◆ **Required work**
Which lines below include "MachinePolicy"? Copy them all.

◆ **Provided entries**
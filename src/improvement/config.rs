//! Improvement loop configuration.

use serde::{Deserialize, Serialize};

use crate::error::{Result, ScheduleError};

/// Parameters of the improvement loop.
///
/// # Example
/// ```
/// use u_shop::improvement::ImproverConfig;
///
/// let config = ImproverConfig::default()
///     .with_iterations(200)
///     .with_initial_threshold(5.0);
/// assert_eq!(config.threshold_decay, 0.95);
/// ```
#[derive(Debug, Clone, PartialEq, Serialize, Deserialize)]
#[serde(default)]
pub struct ImproverConfig {
    /// Number of neighborhood moves per run. No early stopping.
    pub iterations: usize,
    /// Starting width of the acceptance band (metaheuristic only).
    pub initial_threshold: f64,
    /// Factor applied to the threshold after every iteration.
    pub threshold_decay: f64,
}

impl Default for ImproverConfig {
    fn default() -> Self {
        Self {
            iterations: 500,
            initial_threshold: 0.0,
            threshold_decay: 0.95,
        }
    }
}

impl ImproverConfig {
    /// Sets the iteration budget.
    pub fn with_iterations(mut self, iterations: usize) -> Self {
        self.iterations = iterations;
        self
    }

    /// Sets the initial threshold.
    pub fn with_initial_threshold(mut self, threshold: f64) -> Self {
        self.initial_threshold = threshold;
        self
    }

    /// Sets the per-iteration threshold decay factor.
    pub fn with_threshold_decay(mut self, decay: f64) -> Self {
        self.threshold_decay = decay;
        self
    }

    /// Fails with `InvalidThreshold` for a negative or non-finite threshold,
    /// or a decay factor outside `[0, 1]`.
    pub fn validate(&self) -> Result<()> {
        if !self.initial_threshold.is_finite() || self.initial_threshold < 0.0 {
            return Err(ScheduleError::InvalidThreshold(format!(
                "threshold must be a non-negative number, got {}",
                self.initial_threshold
            )));
        }
        if !(0.0..=1.0).contains(&self.threshold_decay) {
            return Err(ScheduleError::InvalidThreshold(format!(
                "decay must lie in [0, 1], got {}",
                self.threshold_decay
            )));
        }
        Ok(())
    }
}

#[cfg(test)]
mod tests {
    use super::*;

    #[test]
    fn test_defaults() {
        let c = ImproverConfig::default();
        assert_eq!(c.iterations, 500);
        assert_eq!(c.initial_threshold, 0.0);
        assert_eq!(c.threshold_decay, 0.95);
        assert!(c.validate().is_ok());
    }

    #[test]
    fn test_validate_rejects_bad_values() {
        assert!(ImproverConfig::default()
            .with_initial_threshold(-1.0)
            .validate()
            .is_err());
        assert!(ImproverConfig::default()
            .with_initial_threshold(f64::NAN)
            .validate()
            .is_err());
        assert!(ImproverConfig::default()
            .with_threshold_decay(1.5)
            .validate()
            .is_err());
    }

    #[test]
    fn test_partial_json() {
        let c: ImproverConfig = serde_json::from_str(r#"{"iterations": 50}"#).unwrap();
        assert_eq!(c.iterations, 50);
        assert_eq!(c.threshold_decay, 0.95);
    }
}
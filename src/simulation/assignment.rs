//! Machine-assignment simulator (single and identical parallel machines).
//!
//! # Algorithm
//!
//! 1. Reset every machine's busy-until time to 0.
//! 2. For each job in sequence order, pick a machine by policy: round-robin
//!    by position, or the machine with the smallest busy-until time.
//! 3. The job starts when that machine frees up and ends one process time
//!    later; the machine is busy until then.
//!
//! # Complexity
//! O(n * m) where n=jobs, m=machines (O(n) for round-robin).
//!
//! # Reference
//! Graham (1969), "Bounds on Multiprocessing Timing Anomalies" (list scheduling)

use super::MachinePolicy;
use crate::error::Result;
use crate::models::{CompletionRecord, JobCompletion, JobSet, Operation, Sequence, Time};

/// Per-machine cumulative busy-until times for one simulation run.
#[derive(Debug, Clone)]
struct MachineState {
    busy_until: Vec<Time>,
}

impl MachineState {
    fn new(machine_count: usize) -> Self {
        Self {
            busy_until: vec![0.0; machine_count],
        }
    }

    /// Machine that frees up first; lowest index on ties.
    fn least_loaded(&self) -> usize {
        let mut best = 0;
        for (m, &t) in self.busy_until.iter().enumerate().skip(1) {
            if t < self.busy_until[best] {
                best = m;
            }
        }
        best
    }

    /// Books `duration` on `machine`, returning the operation.
    fn book(&mut self, machine: usize, duration: Time) -> Operation {
        let start = self.busy_until[machine];
        let end = start + duration;
        self.busy_until[machine] = end;
        Operation::new(machine, start, end)
    }
}

/// Simulates a permutation already validated against `jobs`.
pub(super) fn simulate(
    machine_count: usize,
    policy: MachinePolicy,
    jobs: &JobSet,
    sequence: &Sequence,
) -> Result<CompletionRecord> {
    let mut state = MachineState::new(machine_count);
    let mut entries = Vec::with_capacity(sequence.len());

    for (position, &job_id) in sequence.iter().enumerate() {
        let job = jobs.require(job_id)?;
        let machine = match policy {
            MachinePolicy::RoundRobin => position % machine_count,
            MachinePolicy::LoadBalancing => state.least_loaded(),
        };
        let operation = state.book(machine, job.process_time);
        entries.push(JobCompletion {
            job_id,
            operations: vec![operation],
        });
    }

    Ok(CompletionRecord::from_entries(entries))
}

◆ **Final answer**
use super::MachinePolicy;
    policy: MachinePolicy,
            MachinePolicy::RoundRobin => position % machine_count,
            MachinePolicy::LoadBalancing => state.least_loaded(),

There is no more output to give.